:: HOW TO COMPLETE THIS TASK ::
Write out every line below that includes the word "required".

Records from a dataset:
○ ○ ○ ○ ○

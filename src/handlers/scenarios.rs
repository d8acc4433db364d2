use axum::{extract::State, response::Json};
use common::{ForecastQuery, ScenarioComparison};
use serde::{Deserialize, Serialize};
use tracing::{info, instrument, trace};
use utoipa::ToSchema;

use crate::handlers::{require_forecast, HandlerError};
use crate::schemas::{ApiResponse, AppState, ErrorResponse};

/// Scenario comparison of the stored forecast
#[derive(Debug, Clone, Serialize, Deserialize, ToSchema)]
pub struct ScenarioView {
    pub query: ForecastQuery,
    pub comparison: ScenarioComparison,
}

/// Compare adoption scenarios
///
/// Conservative, baseline and aggressive trajectories with their peaks,
/// charger counts, grid load and delta against the baseline. The adoption
/// multipliers change after the policy breakpoint month.
#[utoipa::path(
    get,
    path = "/api/v1/scenarios",
    responses(
        (status = 200, description = "Scenario comparison", body = ScenarioView),
        (status = 404, description = "No forecast run yet", body = ErrorResponse)
    ),
    tag = "planning"
)]
#[instrument(skip(state))]
pub async fn get_scenarios(
    State(state): State<AppState>,
) -> Result<Json<ApiResponse<ScenarioView>>, HandlerError> {
    trace!("Entering get_scenarios function");

    let snapshot = require_forecast(&state).await?;
    let comparison = state.planner.compare_scenarios(&snapshot.series);
    info!(
        "Compared {} scenarios over {} months",
        comparison.outcomes.len(),
        comparison.chart.len()
    );

    Ok(Json(ApiResponse::ok(
        ScenarioView {
            query: snapshot.query.clone(),
            comparison,
        },
        "Scenarios compared successfully",
    )))
}
use anyhow::{Context, Result};
use common::PlanningAssumptions;
use compute::overlay::{
    ConfidenceBand, PolicyShock, DEFAULT_RESIDUAL_STD, DEFAULT_SHOCK_START, DEFAULT_SHOCK_STRENGTH,
    Z_95,
};
use compute::Planner;
use moka::future::Cache;
use serde::Deserialize;
use std::sync::Arc;
use std::time::Duration;
use tracing::{debug, info, trace};

use crate::backend::BackendClient;
use crate::preferences::PreferenceStore;
use crate::schemas::{AppState, ChartDefaults};
use crate::store::ForecastStore;

/// Base name of the optional configuration file (`evplan.toml`, `evplan.json`, ...).
pub const CONFIG_FILE: &str = "evplan";
/// Prefix of environment overrides, e.g. `EVPLAN__BACKEND__BASE_URL`.
pub const ENV_PREFIX: &str = "EVPLAN";

#[derive(Debug, Clone, Deserialize)]
#[serde(default)]
pub struct ServerSettings {
    /// Format: IP:PORT
    pub bind_address: String,
    pub request_timeout_secs: u64,
}

impl Default for ServerSettings {
    fn default() -> Self {
        Self {
            bind_address: "0.0.0.0:3000".to_string(),
            request_timeout_secs: 60,
        }
    }
}

#[derive(Debug, Clone, Deserialize)]
#[serde(default)]
pub struct BackendSettings {
    pub base_url: String,
    pub timeout_secs: u64,
    /// How long catalog, metrics and forecast answers are reused
    pub cache_ttl_secs: u64,
    pub cache_capacity: u64,
}

impl Default for BackendSettings {
    fn default() -> Self {
        Self {
            base_url: "http://127.0.0.1:8000".to_string(),
            timeout_secs: 30,
            cache_ttl_secs: 300,
            cache_capacity: 1000,
        }
    }
}

#[derive(Debug, Clone, Deserialize)]
#[serde(default)]
pub struct ChartSettings {
    pub residual_std: f64,
    pub z_score: f64,
    pub shock_start: usize,
    pub shock_strength: f64,
}

impl Default for ChartSettings {
    fn default() -> Self {
        Self {
            residual_std: DEFAULT_RESIDUAL_STD,
            z_score: Z_95,
            shock_start: DEFAULT_SHOCK_START,
            shock_strength: DEFAULT_SHOCK_STRENGTH,
        }
    }
}

#[derive(Debug, Clone, Deserialize)]
#[serde(default)]
pub struct PreferenceSettings {
    pub path: String,
}

impl Default for PreferenceSettings {
    fn default() -> Self {
        Self {
            path: "evplan-preferences.json".to_string(),
        }
    }
}

/// Application settings, loaded once at startup.
#[derive(Debug, Clone, Default, Deserialize)]
#[serde(default)]
pub struct Settings {
    pub server: ServerSettings,
    pub backend: BackendSettings,
    pub planning: PlanningAssumptions,
    pub chart: ChartSettings,
    pub preferences: PreferenceSettings,
}

impl Settings {
    /// Loads `.env`, then layers defaults, the optional config file and
    /// `EVPLAN__*` environment variables.
    ///
    /// `file` replaces the default `evplan` base name and must exist.
    pub fn load(file: Option<&str>) -> Result<Self> {
        trace!("Loading settings");
        dotenvy::dotenv().ok();

        let file_source = match file {
            Some(path) => {
                debug!("Using configuration file: {}", path);
                ::config::File::with_name(path).required(true)
            }
            None => ::config::File::with_name(CONFIG_FILE).required(false),
        };

        let settings: Settings = ::config::Config::builder()
            .add_source(file_source)
            .add_source(
                ::config::Environment::with_prefix(ENV_PREFIX)
                    .separator("__")
                    .try_parsing(true),
            )
            .build()
            .context("Failed to read configuration")?
            .try_deserialize()
            .context("Invalid configuration")?;

        debug!("Settings loaded: {:?}", settings);
        Ok(settings)
    }
}

/// Initialize application state from settings
pub async fn initialize_app_state(settings: &Settings) -> Result<AppState> {
    trace!("Initializing application state");

    let planner = Planner::new(settings.planning.clone()).context("Invalid planning assumptions")?;
    let band = ConfidenceBand::new(settings.chart.residual_std, settings.chart.z_score)
        .context("Invalid confidence band settings")?;
    let shock = PolicyShock::new(settings.chart.shock_start, settings.chart.shock_strength)
        .context("Invalid policy shock settings")?;

    let backend = BackendClient::new(
        &settings.backend.base_url,
        Duration::from_secs(settings.backend.timeout_secs),
    )?;
    info!("Using forecasting backend at {}", backend.base_url());

    let preferences = PreferenceStore::load(&settings.preferences.path)
        .with_context(|| format!("Failed to load preferences from {}", settings.preferences.path))?;
    debug!("Preferences file: {}", preferences.path().display());

    // Initialize cache
    let cache = Cache::builder()
        .max_capacity(settings.backend.cache_capacity)
        .time_to_live(Duration::from_secs(settings.backend.cache_ttl_secs))
        .build();

    Ok(AppState {
        backend: Arc::new(backend),
        cache,
        store: ForecastStore::new(),
        planner: Arc::new(planner),
        chart: ChartDefaults { band, shock },
        preferences,
        request_timeout: Duration::from_secs(settings.server.request_timeout_secs),
    })
}

#[cfg(test)]
mod tests {
    use super::*;

    #[test]
    fn test_defaults_match_reference_values() {
        let settings = Settings::default();
        assert_eq!(settings.backend.base_url, "http://127.0.0.1:8000");
        assert_eq!(settings.backend.timeout_secs, 30);
        assert_eq!(settings.server.bind_address, "0.0.0.0:3000");
        assert_eq!(settings.planning, PlanningAssumptions::default());
        assert_eq!(settings.chart.shock_start, 6);
    }

    #[test]
    fn test_file_overrides_selected_fields() {
        let dir = tempfile::tempdir().unwrap();
        let path = dir.path().join("custom.toml");
        std::fs::write(
            &path,
            "[backend]\nbase_url = \"http://forecast:9000\"\n\n[planning]\nmedium_risk_threshold_mw = 8.0\n",
        )
        .unwrap();

        let settings = Settings::load(path.to_str()).unwrap();
        assert_eq!(settings.backend.base_url, "http://forecast:9000");
        assert_eq!(settings.backend.timeout_secs, 30);
        assert_eq!(settings.planning.medium_risk_threshold_mw, 8.0);
        assert_eq!(settings.planning.sessions_per_ev_per_month, 8.0);
    }

    #[test]
    fn test_missing_explicit_file_is_an_error() {
        assert!(Settings::load(Some("/nonexistent/evplan-settings.toml")).is_err());
    }

    #[tokio::test]
    async fn test_invalid_assumptions_fail_startup() {
        let dir = tempfile::tempdir().unwrap();
        let mut settings = Settings::default();
        settings.preferences.path = dir.path().join("prefs.json").display().to_string();
        settings.planning.sessions_per_charger_per_month = 0.0;

        assert!(initialize_app_state(&settings).await.is_err());
    }
}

○ ○ ○ ○ ○

:: RESPONSE TO THE TASK ::
                ::config::File::with_name(path).required(true)
            None => ::config::File::with_name(CONFIG_FILE).required(false),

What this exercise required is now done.